Your goal: Set down, exactly as written, every line from the top of the records below to the line containing "matching, no stemming.", both ends included, and no others.

Material provided:
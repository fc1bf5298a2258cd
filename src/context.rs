//! Context assembly for the LLM prompt.
//!
//! Scans the question for fixed keyword sets to decide which sections
//! apply, then concatenates the matching textual summaries: weather
//! (current + 3-day, then the 4–10 day mid-range blocks), the current
//! month's farming calendar (always), and soil/pest advice when their
//! keywords match. Plain substring matching, no stemming.

use chrono::{Datelike, Local, NaiveDateTime};
use std::collections::HashSet;
use std::sync::Arc;

use crate::knowledge::KnowledgeBase;
use crate::weather::client::{Fetched, LandOutlook, WeatherClient};

/// A context section gated by question keywords. The farming calendar
/// is unconditional and has no tag.
#[derive(Debug, Clone, Copy, PartialEq, Eq, Hash)]
pub enum SectionTag {
    Weather,
    Soil,
    Pest,
}

const WEATHER_KEYWORDS: &[&str] = &[
    "날씨", "기온", "비", "온도", "습도", "바람", "강수", "예보", "주간", "이번주", "다음주",
];

const SOIL_KEYWORDS: &[&str] = &["토양", "흙", "땅", "비료", "ph"];

const PEST_KEYWORDS: &[&str] = &["병", "해충", "벌레", "방제", "약", "병해충", "응애", "깍지"];

/// Which optional sections a question asks for. Pure function of the
/// question text; case-insensitive substring matching.
pub fn section_tags(question: &str) -> HashSet<SectionTag> {
    let q = question.to_lowercase();
    let mut tags = HashSet::new();
    if WEATHER_KEYWORDS.iter().any(|kw| q.contains(kw)) {
        tags.insert(SectionTag::Weather);
    }
    if SOIL_KEYWORDS.iter().any(|kw| q.contains(kw)) {
        tags.insert(SectionTag::Soil);
    }
    if PEST_KEYWORDS.iter().any(|kw| q.contains(kw)) {
        tags.insert(SectionTag::Pest);
    }
    tags
}

pub struct ContextBuilder {
    weather: Arc<WeatherClient>,
    knowledge: Arc<KnowledgeBase>,
}

impl ContextBuilder {
    pub fn new(weather: Arc<WeatherClient>, knowledge: Arc<KnowledgeBase>) -> Self {
        Self { weather, knowledge }
    }

    pub async fn build(&self, question: &str, region: &str) -> String {
        self.build_at(question, region, Local::now().naive_local())
            .await
    }

    /// Assemble the context block for a question. Sections are joined
    /// with blank lines; with no optional section the calendar entry
    /// alone is returned.
    pub async fn build_at(&self, question: &str, region: &str, now: NaiveDateTime) -> String {
        let tags = section_tags(question);
        let month = now.date().month();
        let mut sections: Vec<String> = Vec::new();

        if tags.contains(&SectionTag::Weather) {
            let summary = self.weather.context_summary_at(region, now).await;
            sections.push(format!("=== 현재 날씨 및 3일 예보 ===\n{summary}"));

            if let Some(block) = self.mid_range_block(region, now).await {
                sections.push(block);
            }
        }

        if let Some(entry) = self.knowledge.calendar(month) {
            sections.push(format!(
                "=== 이달의 농사 정보 ===\n주요 작업: {}\n팁: {}",
                entry.tasks.join(", "),
                entry.tip
            ));
        }

        if tags.contains(&SectionTag::Soil) {
            sections.push(format!(
                "=== 토양 관리 ===\n{}",
                self.knowledge.soil_advice(month)
            ));
        }

        if tags.contains(&SectionTag::Pest) {
            let pests = self.knowledge.pest_alert(month);
            sections.push(format!(
                "=== 병해충 정보 ===\n주의 병해충: {}\n예방 조치: {}",
                pests.high_risk.join(", "),
                pests.prevention
            ));
        }

        sections.join("\n\n")
    }

    /// The 4–10 day block: temperature lines first, then the land
    /// forecast lines. Omitted entirely when the temperature forecast
    /// is unavailable; the land lines are omitted independently.
    async fn mid_range_block(&self, region: &str, now: NaiveDateTime) -> Option<String> {
        let mid_temp = self.weather.mid_range_temperature_at(region, now).await;
        let temps = match &mid_temp {
            Fetched::Ready(t) => t,
            Fetched::Unavailable { .. } => return None,
        };

        let mut lines = vec!["=== 중기예보 (4-10일 후) ===".to_string()];
        for (day, range) in temps {
            lines.push(format!(
                "{day}일 후: 최저 {}°C, 최고 {}°C",
                range.min_temp, range.max_temp
            ));
        }

        if let Fetched::Ready(land) = self.weather.mid_range_land_at(region, now).await {
            for outlook in land.values() {
                match outlook {
                    LandOutlook::AmPm {
                        am_weather,
                        pm_weather,
                        am_rain_prob,
                        pm_rain_prob,
                    } => {
                        lines.push(format!("  - 오전: {am_weather} (강수확률 {am_rain_prob}%)"));
                        lines.push(format!("  - 오후: {pm_weather} (강수확률 {pm_rain_prob}%)"));
                    }
                    LandOutlook::AllDay { weather, rain_prob } => {
                        lines.push(format!("  - 날씨: {weather} (강수확률 {rain_prob}%)"));
                    }
                }
            }
        }

        Some(lines.join("\n"))
    }
}

// ---------------------------------------------------------------------------
// Tests
// ---------------------------------------------------------------------------

#[cfg(test)]
mod tests {
    use super::*;

    #[test]
    fn test_tags_weather_question() {
        let tags = section_tags("제주 날씨 어때?");
        assert!(tags.contains(&SectionTag::Weather));
        assert!(!tags.contains(&SectionTag::Soil));
        assert!(!tags.contains(&SectionTag::Pest));
    }

    #[test]
    fn test_tags_soil_question_case_insensitive() {
        let tags = section_tags("토양 PH 조정은 어떻게 하나요?");
        assert!(tags.contains(&SectionTag::Soil));
    }

    #[test]
    fn test_tags_pest_question() {
        let tags = section_tags("응애 방제 약 추천해주세요");
        assert!(tags.contains(&SectionTag::Pest));
    }

    #[test]
    fn test_tags_combined_question() {
        let tags = section_tags("이번주 비 오면 병해충 방제 미뤄야 하나요?");
        assert!(tags.contains(&SectionTag::Weather));
        assert!(tags.contains(&SectionTag::Pest));
    }

    #[test]
    fn test_tags_plain_question_matches_nothing() {
        let tags = section_tags("감귤 수확은 언제 하나요?");
        assert!(tags.is_empty());
    }
}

Written response:
repository fc1bf5298a2258cd
filename src/context.rs
//! Context assembly for the LLM prompt.
//!
//! Scans the question for fixed keyword sets to decide which sections
//! apply, then concatenates the matching textual summaries: weather
//! (current + 3-day, then the 4–10 day mid-range blocks), the current
//! month's farming calendar (always), and soil/pest advice when their
//! keywords match. Plain substring matching, no stemming.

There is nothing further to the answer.